There is not nearly so much objection to the phrase "spiritual life," because life must come from  spirit. Yet it is worthy of notice that the Scriptures never use this expression. To the Eastern  mind it is tautological like wet rain, for there can be no life, even that possessed by the   unbeliever, without spirit. We are so unaccustomed to the bold figures of the inspired records that we hesitate to use them. The figure, "into life," is all that is needed to convey the thought, just  as "into light" does not need to be explained as "spiritual light." When we believe it is like coming   out of darkness into light. It is not coming from one kind of light into another. And it is like proceeding out of death into life. It is not proceeding out of literal life into spiritual life.

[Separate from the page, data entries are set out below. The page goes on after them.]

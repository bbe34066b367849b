#![forbid(unsafe_code)]

use kn_core::migrations::MigrationError;
use std::path::PathBuf;

#[derive(Debug)]
pub enum StoreError {
    Io(std::io::Error),
    Yaml(serde_yaml::Error),
    /// Call-level misuse (e.g. a batch invoked with neither a file list nor
    /// the all-files flag). The only error a batch call refuses to absorb.
    InvalidInput(&'static str),
    InvalidBoard(String),
    UnsupportedVersion(String),
    BoardExists(PathBuf),
    NotFound(String),
    UnknownTask(u64),
    UnknownColumn(String),
    UnknownLabel(String),
    UnknownSprint(String),
    DuplicateColumn(String),
    DuplicateLabel(String),
    DuplicateSprint(String),
}

impl std::fmt::Display for StoreError {
    fn fmt(&self, f: &mut std::fmt::Formatter<'_>) -> std::fmt::Result {
        match self {
            Self::Io(err) => write!(f, "io: {err}"),
            Self::Yaml(err) => write!(f, "yaml: {err}"),
            Self::InvalidInput(message) => write!(f, "invalid input: {message}"),
            Self::InvalidBoard(message) => write!(f, "invalid board file: {message}"),
            Self::UnsupportedVersion(version) => {
                write!(f, "unsupported board version: {version}")
            }
            Self::BoardExists(path) => {
                write!(f, "board file already exists: {}", path.display())
            }
            Self::NotFound(name) => write!(f, "file not found: {name}"),
            Self::UnknownTask(id) => write!(f, "unknown task: #{id}"),
            Self::UnknownColumn(name) => write!(f, "unknown column: {name}"),
            Self::UnknownLabel(name) => write!(f, "unknown label: {name}"),
            Self::UnknownSprint(name) => write!(f, "unknown sprint: {name}"),
            Self::DuplicateColumn(name) => write!(f, "column already exists: {name}"),
            Self::DuplicateLabel(name) => write!(f, "label already exists: {name}"),
            Self::DuplicateSprint(name) => write!(f, "sprint already exists: {name}"),
        }
    }
}

impl std::error::Error for StoreError {}

impl From<std::io::Error> for StoreError {
    fn from(value: std::io::Error) -> Self {
        Self::Io(value)
    }
}

impl From<serde_yaml::Error> for StoreError {
    fn from(value: serde_yaml::Error) -> Self {
        Self::Yaml(value)
    }
}

impl From<MigrationError> for StoreError {
    fn from(value: MigrationError) -> Self {
        match value {
            MigrationError::Malformed(message) => Self::InvalidBoard(message),
            MigrationError::UnsupportedVersion(version) => Self::UnsupportedVersion(version),
        }
    }
}
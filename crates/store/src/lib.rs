#![forbid(unsafe_code)]

pub mod actions;
pub mod backup;
pub mod board_files;
pub mod migrate;

mod error;

pub use error::StoreError;
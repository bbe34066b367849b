#![forbid(unsafe_code)]

use serde::Deserialize;
use serde_json::{Value, json};

#[derive(Debug, Deserialize)]
pub(crate) struct JsonRpcRequest {
    #[serde(default)]
    #[serde(rename = "jsonrpc")]
    pub(crate) _jsonrpc: Option<String>,
    pub(crate) method: String,
    #[serde(default)]
    pub(crate) id: Option<Value>,
    #[serde(default)]
    pub(crate) params: Option<Value>,
}

pub(crate) fn json_rpc_response(id: Option<Value>, result: Value) -> Value {
    json!({ "jsonrpc": "2.0", "id": id, "result": result })
}

pub(crate) fn json_rpc_error(id: Option<Value>, code: i64, message: &str) -> Value {
    json!({ "jsonrpc": "2.0", "id": id, "error": { "code": code, "message": message } })
}

/// Render a tool payload as MCP text content (pretty JSON).
pub(crate) fn tool_text_content(payload: &Value) -> Value {
    json!({
        "type": "text",
        "text": serde_json::to_string_pretty(payload).unwrap_or_else(|_| "{}".to_string()),
    })
}
#![forbid(unsafe_code)]

mod board;
mod columns;
mod definitions;
mod dispatch;
mod labels;
mod sprints;
mod tasks;

pub(crate) use definitions::tool_definitions;
pub(crate) use dispatch::dispatch_tool;

use serde::Serialize;
use serde_json::Value;

/// Serialize a store/model value into a JSON response payload.
pub(crate) fn to_json<T: Serialize>(value: &T) -> Value {
    serde_json::to_value(value).unwrap_or(Value::Null)
}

The use of the word "spiritual" in place of figurative has given rise to the idea that nothing corporeal can be spiritual. That this is not the case is evident from the Scriptures concerning the resurrection body. It is called a spiritual body (1 Cor.15:44). If we should say that we were roused and vivified spiritually in Christ, this may suggest that the spirit alone was involved. But rousing cannot take place without both body and spirit, for it comes only as a combination of the two.

Vivification is always a "spiritual" act, because it is altogether the result of spirit, which alone gives life. We cannot say that we were vivified "spiritually" in Christ (Eph.2:5), or that our bodies are now vivified "spiritually" by God's Spirit which makes its home in us (Rom.8:11), in contrast to our future vivification, whenever that may be, for that must of necessity be even more spiritual, for our very bodies will then become spiritual. What confusion is created by this word!

The difference between our vivification in the past and in the future is not that the former is spiritual and the latter unspiritual, but that the one in the past was figurative and the one in the future will be literal. The past is a matter of faith in the operation of God. The future will not require faith, for it will be a blessed and glorious experience, which will thrill our very being with life so abundant and exultant that our hearts will overflow with thanksgiving and praise to God. Moreover, the life will no longer be hid, as it is at present, but manifest in us to all the world. Now this is not the case. We wait for Christ. Whenever He, Who is our Life, should be manifested, then, and not before, shall we be manifested with Him in glory.